> _YOUR INSTRUCTIONS_: Return each line in the records below that includes "WatchlistSource".

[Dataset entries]
Segment Open

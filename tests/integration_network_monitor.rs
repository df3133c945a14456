mod common;

use rust_decimal::Decimal;
use std::sync::atomic::Ordering;
use std::sync::Arc;
use std::time::Duration;
use tokio::time::Instant;

use common::{addr, block, native_tx, token_tx, FailingSink, MockChain, RecordingSink, StaticWatchlist, ONE_ETHER, OTHER, TOKEN, WATCHED};
use wallet_watcher::blockchain::{ChainClient, MonitorSettings, NetworkMonitor};
use wallet_watcher::services::{EventSink, WatchlistSource};

struct Harness {
    chain: Arc<MockChain>,
    watchlist: Arc<StaticWatchlist>,
    sink: Arc<RecordingSink>,
    monitor: NetworkMonitor,
}

fn settings(max_concurrent_blocks: usize) -> MonitorSettings {
    MonitorSettings {
        poll_interval: Duration::from_secs(2),
        max_concurrent_blocks,
        ..MonitorSettings::default()
    }
}

fn harness(chain: MockChain, watched: &[&str]) -> Harness {
    harness_with(chain, watched, settings(16))
}

fn harness_with(chain: MockChain, watched: &[&str], settings: MonitorSettings) -> Harness {
    let chain = Arc::new(chain);
    let watchlist = Arc::new(StaticWatchlist::new(watched));
    let sink = Arc::new(RecordingSink::new());

    let client: Arc<dyn ChainClient> = chain.clone();
    let source: Arc<dyn WatchlistSource> = watchlist.clone();
    let events: Arc<dyn EventSink> = sink.clone();
    let monitor = NetworkMonitor::new(client, source, events, settings);

    Harness {
        chain,
        watchlist,
        sink,
        monitor,
    }
}

#[tokio::test(start_paused = true)]
async fn test_initial_cycle_scans_start_block() {
    let mut h = harness(
        MockChain::new("ethereum", 100).with_block(block(100, vec![native_tx("0x1", WATCHED, ONE_ETHER)])),
        &[WATCHED],
    );

    assert_eq!(h.monitor.initialize().await, 100);
    assert_eq!(h.monitor.cursor().map(|c| c.next_block()), Some(100));

    let report = h.monitor.poll_once().await.expect("block 100 is unscanned");
    assert_eq!((report.first_block, report.last_block), (100, 100));
    assert_eq!(report.events_emitted, 1);
    assert_eq!(h.monitor.cursor().map(|c| c.next_block()), Some(101));

    let events = h.sink.wait_for(1, Duration::from_secs(1)).await;
    assert_eq!(events.len(), 1);
    assert_eq!(events[0].to, addr(WATCHED));
    assert_eq!(events[0].amount, Decimal::ONE);
}

#[tokio::test(start_paused = true)]
async fn test_each_block_scanned_exactly_once() {
    let mut h = harness(MockChain::new("ethereum", 100), &[WATCHED]);
    h.monitor.initialize().await;
    h.monitor.poll_once().await;

    h.chain.set_height(110);
    let report = h.monitor.poll_once().await.unwrap();

    assert_eq!((report.first_block, report.last_block), (101, 110));
    assert_eq!(report.blocks_in_range(), 10);
    assert!(report.failed_blocks.is_empty());

    let counts = h.chain.fetch_counts();
    let expected: Vec<(u64, usize)> = (100..=110).map(|n| (n, 1)).collect();
    assert_eq!(counts, expected);
    assert_eq!(h.monitor.cursor().map(|c| c.next_block()), Some(111));
}

#[tokio::test(start_paused = true)]
async fn test_cursor_advances_past_failed_blocks() {
    let mut h = harness(
        MockChain::new("ethereum", 100)
            .with_not_found(102, u32::MAX)
            .with_failing_block(104),
        &[WATCHED],
    );
    h.monitor.initialize().await;
    h.monitor.poll_once().await;

    h.chain.set_height(105);
    let report = h.monitor.poll_once().await.unwrap();

    assert_eq!(report.failed_blocks, vec![102, 104]);
    assert_eq!(h.monitor.cursor().map(|c| c.next_block()), Some(106));

    // failed blocks are never revisited
    h.chain.set_height(106);
    h.monitor.poll_once().await.unwrap();
    let counts = h.chain.fetch_counts();
    assert_eq!(counts.iter().find(|(n, _)| *n == 102), Some(&(102, 5)));
    assert_eq!(counts.iter().find(|(n, _)| *n == 104), Some(&(104, 1)));
    assert_eq!(counts.last(), Some(&(106, 1)));
}

#[tokio::test(start_paused = true)]
async fn test_no_new_blocks_sleeps_poll_interval() {
    let mut h = harness(MockChain::new("ethereum", 100), &[WATCHED]);
    h.monitor.initialize().await;
    h.monitor.poll_once().await;
    let fetches = h.watchlist.fetches();

    let start = Instant::now();
    assert!(h.monitor.poll_once().await.is_none());
    assert_eq!(start.elapsed(), Duration::from_secs(2));

    // a lagging node never moves the cursor backwards
    h.chain.set_height(90);
    assert!(h.monitor.poll_once().await.is_none());
    assert_eq!(h.monitor.cursor().map(|c| c.next_block()), Some(101));

    // no watchlist fetch while polling
    assert_eq!(h.watchlist.fetches(), fetches);
}

#[tokio::test(start_paused = true)]
async fn test_watchlist_fetched_once_per_cycle() {
    let mut h = harness(MockChain::new("ethereum", 100), &[WATCHED]);
    h.monitor.initialize().await;

    h.chain.set_height(120);
    h.monitor.poll_once().await.unwrap();
    assert_eq!(h.watchlist.fetches(), 1);

    h.chain.set_height(121);
    h.monitor.poll_once().await.unwrap();
    assert_eq!(h.watchlist.fetches(), 2);
}

#[tokio::test(start_paused = true)]
async fn test_watchlist_change_applies_to_next_cycle() {
    let mut h = harness(
        MockChain::new("ethereum", 100)
            .with_block(block(100, vec![native_tx("0x1", OTHER, ONE_ETHER)]))
            .with_block(block(101, vec![native_tx("0x2", OTHER, ONE_ETHER)])),
        &[WATCHED],
    );
    h.monitor.initialize().await;

    let first = h.monitor.poll_once().await.unwrap();
    assert_eq!(first.events_emitted, 0);

    h.watchlist.set(&[WATCHED, OTHER]);
    h.chain.set_height(101);
    let second = h.monitor.poll_once().await.unwrap();
    assert_eq!(second.events_emitted, 1);

    let events = h.sink.wait_for(1, Duration::from_secs(1)).await;
    assert_eq!(events[0].to, addr(OTHER));
}

#[tokio::test(start_paused = true)]
async fn test_watchlist_change_mid_cycle_waits_for_next_cycle() {
    let mut h = harness(
        MockChain::new("ethereum", 100)
            .with_not_found(101, 1)
            .with_block(block(101, vec![native_tx("0x1", WATCHED, ONE_ETHER)]))
            .with_not_found(102, 2)
            .with_block(block(102, vec![native_tx("0x2", OTHER, ONE_ETHER)]))
            .with_block(block(103, vec![native_tx("0x3", OTHER, ONE_ETHER)])),
        &[WATCHED],
    );
    h.monitor.initialize().await;
    h.monitor.poll_once().await;

    // swap the registry while both block tasks sit in retry backoff
    let watchlist = h.watchlist.clone();
    let setter = tokio::spawn(async move {
        tokio::time::sleep(Duration::from_millis(500)).await;
        watchlist.set(&[OTHER]);
        Instant::now()
    });

    h.chain.set_height(102);
    let start = Instant::now();
    let report = h.monitor.poll_once().await.unwrap();
    let swapped_at = setter.await.unwrap();

    assert!(swapped_at < start + Duration::from_secs(1));
    assert!(start.elapsed() >= Duration::from_secs(1));
    assert!(report.failed_blocks.is_empty());
    assert_eq!(report.events_emitted, 1);

    let events = h.sink.wait_for(1, Duration::from_secs(1)).await;
    assert_eq!(events.len(), 1);
    assert_eq!(events[0].to, addr(WATCHED));

    h.chain.set_height(103);
    let next = h.monitor.poll_once().await.unwrap();
    assert_eq!(next.events_emitted, 1);

    let events = h.sink.wait_for(2, Duration::from_secs(1)).await;
    assert_eq!(events.len(), 2);
    assert_eq!(events[1].to, addr(OTHER));
}

#[tokio::test(start_paused = true)]
async fn test_watchlist_failure_means_empty_set() {
    let mut h = harness(
        MockChain::new("ethereum", 100).with_block(block(100, vec![native_tx("0x1", WATCHED, ONE_ETHER)])),
        &[WATCHED],
    );
    h.watchlist.set_failing(true);
    h.monitor.initialize().await;

    let report = h.monitor.poll_once().await.unwrap();

    assert_eq!(report.events_emitted, 0);
    assert_eq!(h.monitor.cursor().map(|c| c.next_block()), Some(101));
    assert!(h.sink.wait_for(1, Duration::from_millis(100)).await.is_empty());
}

#[tokio::test(start_paused = true)]
async fn test_concurrency_is_bounded() {
    let mut chain = MockChain::new("ethereum", 100);
    for number in 101..=106 {
        chain = chain.with_not_found(number, 1);
    }
    let mut h = harness_with(chain, &[WATCHED], settings(2));
    h.monitor.initialize().await;
    h.monitor.poll_once().await;

    h.chain.set_height(106);
    let start = Instant::now();
    let report = h.monitor.poll_once().await.unwrap();

    // six blocks each waiting one second, two at a time
    assert!(report.failed_blocks.is_empty());
    assert_eq!(start.elapsed(), Duration::from_secs(3));
}

#[tokio::test(start_paused = true)]
async fn test_blocks_in_a_cycle_run_in_parallel() {
    let mut chain = MockChain::new("ethereum", 100);
    for number in 101..=106 {
        chain = chain.with_not_found(number, 1);
    }
    let mut h = harness(chain, &[WATCHED]);
    h.monitor.initialize().await;
    h.monitor.poll_once().await;

    h.chain.set_height(106);
    let start = Instant::now();
    h.monitor.poll_once().await.unwrap();

    assert_eq!(start.elapsed(), Duration::from_secs(1));
}

#[tokio::test(start_paused = true)]
async fn test_height_failures_are_retried() {
    let mut h = harness(MockChain::new("ethereum", 100).with_height_failures(2), &[WATCHED]);
    let start = Instant::now();

    assert_eq!(h.monitor.initialize().await, 100);
    assert_eq!(start.elapsed(), Duration::from_secs(4));
}

#[tokio::test(start_paused = true)]
async fn test_sink_failures_do_not_stall_the_cursor() {
    let chain = Arc::new(
        MockChain::new("ethereum", 100)
            .with_decimals(TOKEN, Some(18))
            .with_block(block(100, vec![token_tx("0x1", TOKEN, WATCHED, ONE_ETHER)])),
    );
    let sink = Arc::new(FailingSink::default());

    let client: Arc<dyn ChainClient> = chain.clone();
    let source: Arc<dyn WatchlistSource> = Arc::new(StaticWatchlist::new(&[WATCHED]));
    let events: Arc<dyn EventSink> = sink.clone();
    let mut monitor = NetworkMonitor::new(client, source, events, settings(4));

    monitor.initialize().await;
    let report = monitor.poll_once().await.unwrap();

    assert_eq!(report.events_emitted, 1);
    assert_eq!(monitor.cursor().map(|c| c.next_block()), Some(101));

    // the push runs detached; give it a turn
    tokio::time::sleep(Duration::from_millis(10)).await;
    assert_eq!(sink.attempts.load(Ordering::SeqCst), 1);
}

Segment Closed

> _FINISHED TASK_:
use wallet_watcher::services::{EventSink, WatchlistSource};
    let source: Arc<dyn WatchlistSource> = watchlist.clone();
    let source: Arc<dyn WatchlistSource> = Arc::new(StaticWatchlist::new(&[WATCHED]));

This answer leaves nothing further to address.